Even after the semester's first tuition bill is paid, the bills don't end for college-bound students. Textbooks and supplies cost an average $1,213. But you can cut that bill in half. Kelli Grant, Senior Consumer Reporter for SmartMoney.com tells us how.
Check out e-books. Prices for a digital version could be half as much as for a physical book. There are also e-book rentals that can be even cheaper. Those disappear from your e-reader after the rental period. But pick with care: some e-texts limit the number of pages you can print, or how you take notes.
Consider rentals. It's cheap -- we spotted a $151 textbook on Amazon that rents for $45. But just watch the due dates and other policies. You could end up on the hook for the whole cost of the book if you don't return it on time, or send it back with too many notes. It can also be a bad deal for books for your major that you'll use over a few semesters.
Compare all formats. E-books and rentals aren't always available. Even if they are, sometimes the old-fashioned used print copies are still the best deal. Look at sites like Booksprice.com that compares new, used, e-book and rental options across dozens of sites.
Look for coupon codes.
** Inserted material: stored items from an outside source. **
//! Plain-language grazing advice for a single scored plot.
//!
//! Callers depend only on [`Recommender`]. [`TemplateRecommender`] answers from
//! fixed sentences keyed by suitability band; [`DelegatedRecommender`] forwards a
//! prompt to an external [`TextGenerator`].

mod delegated;
mod template;

pub use delegated::{DelegatedRecommender, GenerationError, TextGenerator};
pub use template::TemplateRecommender;

use crate::workflows::plots::{IndicatorValues, PlotId};
use crate::workflows::scoring::{Diagnosis, ScoredPlot};
use serde::{Deserialize, Serialize};
use std::str::FromStr;

#[derive(Debug, Clone, Copy, PartialEq, Eq, Default, Serialize, Deserialize)]
#[serde(rename_all = "snake_case")]
pub enum Language {
    #[default]
    English,
    Hausa,
}

impl Language {
    pub const fn label(self) -> &'static str {
        match self {
            Self::English => "English",
            Self::Hausa => "Hausa",
        }
    }

    /// ISO 639-1 code.
    pub const fn code(self) -> &'static str {
        match self {
            Self::English => "en",
            Self::Hausa => "ha",
        }
    }
}

impl FromStr for Language {
    type Err = RecommendationError;

    fn from_str(value: &str) -> Result<Self, Self::Err> {
        match value.trim().to_ascii_lowercase().as_str() {
            "english" | "en" => Ok(Self::English),
            "hausa" | "ha" => Ok(Self::Hausa),
            other => Err(RecommendationError::UnsupportedLanguage(other.to_string())),
        }
    }
}

/// Every field a recommender may draw on for one plot.
#[derive(Debug, Clone, PartialEq, Serialize)]
pub struct RecommendationRequest {
    pub plot_id: PlotId,
    pub raw: IndicatorValues,
    pub scaled: IndicatorValues,
    pub score: f64,
    pub diagnosis: Diagnosis,
}

impl From<&ScoredPlot> for RecommendationRequest {
    fn from(plot: &ScoredPlot) -> Self {
        Self {
            plot_id: plot.record.plot_id.clone(),
            raw: plot.record.indicators,
            scaled: plot.scaled,
            score: plot.score,
            diagnosis: plot.diagnosis,
        }
    }
}

#[derive(Debug, Clone, Copy, PartialEq, Eq, Serialize)]
#[serde(rename_all = "snake_case")]
pub enum RecommendationSource {
    Template,
    Generated,
}

#[derive(Debug, Clone, PartialEq, Serialize)]
pub struct Recommendation {
    pub plot_id: PlotId,
    pub language: Language,
    pub score: f64,
    pub diagnosis: &'static str,
    pub text: String,
    pub source: RecommendationSource,
}

pub trait Recommender: Send + Sync {
    fn recommend(
        &self,
        request: &RecommendationRequest,
        language: Language,
    ) -> Result<Recommendation, RecommendationError>;
}

#[derive(Debug, thiserror::Error)]
pub enum RecommendationError {
    #[error("unsupported language '{0}' (expected 'english' or 'hausa')")]
    UnsupportedLanguage(String),
    #[error(transparent)]
    Generation(#[from] GenerationError),
}

#[cfg(test)]
mod tests {
    use super::*;

    #[test]
    fn language_parses_names_and_codes() {
        assert_eq!("English".parse::<Language>().ok(), Some(Language::English));
        assert_eq!(" HA ".parse::<Language>().ok(), Some(Language::Hausa));
        match "french".parse::<Language>() {
            Err(RecommendationError::UnsupportedLanguage(value)) => assert_eq!(value, "french"),
            other => panic!("expected unsupported language, got {other:?}"),
        }
        assert_eq!(Language::Hausa.code(), "ha");
    }
}
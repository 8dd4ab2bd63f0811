use super::ScoredTable;
use crate::workflows::plots::Indicator;
use serde::{Deserialize, Serialize};
use std::io::Write;
use std::str::FromStr;

/// Which columns a download carries.
#[derive(Debug, Clone, Copy, PartialEq, Eq, Default, Serialize, Deserialize)]
#[serde(rename_all = "snake_case")]
pub enum ExportView {
    #[default]
    Full,
    Minimal,
}

impl ExportView {
    pub const fn file_name(self) -> &'static str {
        match self {
            Self::Full => "gss_results_full.csv",
            Self::Minimal => "gss_results_minimal.csv",
        }
    }
}

impl FromStr for ExportView {
    type Err = UnknownExportView;

    fn from_str(value: &str) -> Result<Self, Self::Err> {
        match value.trim().to_ascii_lowercase().as_str() {
            "full" | "all" => Ok(Self::Full),
            "minimal" | "min" => Ok(Self::Minimal),
            other => Err(UnknownExportView(other.to_string())),
        }
    }
}

#[derive(Debug, Clone, PartialEq, Eq, thiserror::Error)]
#[error("unknown export view '{0}' (expected 'full' or 'minimal')")]
pub struct UnknownExportView(pub String);

#[derive(Debug, thiserror::Error)]
pub enum ExportError {
    #[error("failed to encode CSV export: {0}")]
    Csv(#[from] csv::Error),
    #[error("failed to write CSV export: {0}")]
    Io(#[from] std::io::Error),
}

const PLOT_ID_HEADER: &str = "Plot Name";
const SCORE_HEADER: &str = "GSS";
const BAND_HEADER: &str = "Suitability Band";
const DIAGNOSIS_HEADER: &str = "Diagnosis";

pub fn write_csv<W: Write>(
    table: &ScoredTable,
    view: ExportView,
    writer: W,
) -> Result<(), ExportError> {
    let mut csv_writer = csv::Writer::from_writer(writer);

    match view {
        ExportView::Full => write_full(table, &mut csv_writer)?,
        ExportView::Minimal => write_minimal(table, &mut csv_writer)?,
    }

    csv_writer.flush()?;
    Ok(())
}

pub fn to_csv_bytes(table: &ScoredTable, view: ExportView) -> Result<Vec<u8>, ExportError> {
    let mut buffer = Vec::new();
    write_csv(table, view, &mut buffer)?;
    Ok(buffer)
}

fn write_full<W: Write>(
    table: &ScoredTable,
    csv_writer: &mut csv::Writer<W>,
) -> Result<(), csv::Error> {
    let with_coordinates = table.has_coordinates();

    let mut header = vec![PLOT_ID_HEADER];
    header.extend(Indicator::ALL.iter().map(|indicator| indicator.column_name()));
    if with_coordinates {
        header.extend(["latitude", "longitude"]);
    }
    header.extend(
        Indicator::ALL
            .iter()
            .map(|indicator| indicator.scaled_column_name()),
    );
    header.extend([SCORE_HEADER, BAND_HEADER, DIAGNOSIS_HEADER]);
    csv_writer.write_record(&header)?;

    for plot in table.plots() {
        let mut row = vec![plot.record.plot_id.0.clone()];
        row.extend(
            Indicator::ALL
                .iter()
                .map(|indicator| plot.record.indicators.get(*indicator).to_string()),
        );
        if with_coordinates {
            match plot.record.location {
                Some(point) => {
                    row.push(point.latitude.to_string());
                    row.push(point.longitude.to_string());
                }
                None => row.extend([String::new(), String::new()]),
            }
        }
        row.extend(
            Indicator::ALL
                .iter()
                .map(|indicator| format_score(plot.oriented.get(*indicator))),
        );
        row.push(format_score(plot.score));
        row.push(plot.diagnosis.band.label().to_string());
        row.push(plot.diagnosis.label.to_string());
        csv_writer.write_record(&row)?;
    }

    Ok(())
}

fn write_minimal<W: Write>(
    table: &ScoredTable,
    csv_writer: &mut csv::Writer<W>,
) -> Result<(), csv::Error> {
    csv_writer.write_record([PLOT_ID_HEADER, SCORE_HEADER, DIAGNOSIS_HEADER])?;
    for plot in table.plots() {
        csv_writer.write_record([
            plot.record.plot_id.0.as_str(),
            format_score(plot.score).as_str(),
            plot.diagnosis.label,
        ])?;
    }
    Ok(())
}

fn format_score(value: f64) -> String {
    format!("{value:.4}")
}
There are often incentives that can cut bills further, or sweeten an expensive purchase. For example, BookRenter.com has a code for an extra 5% off two or more rentals and 10% off four rentals. Even college bookstores often run back-to-school deals on their Facebook and Twitter accounts.
Weigh book bundles. A lot of textbooks come with extras like workbooks or online homework courses. The law requires publishers to sell everything separately so you don't have to buy more than you need. But if your professor wants everything, you might find that buying a bundle of the text and extras is cheaper than say, renting the text and buying that online access code by itself.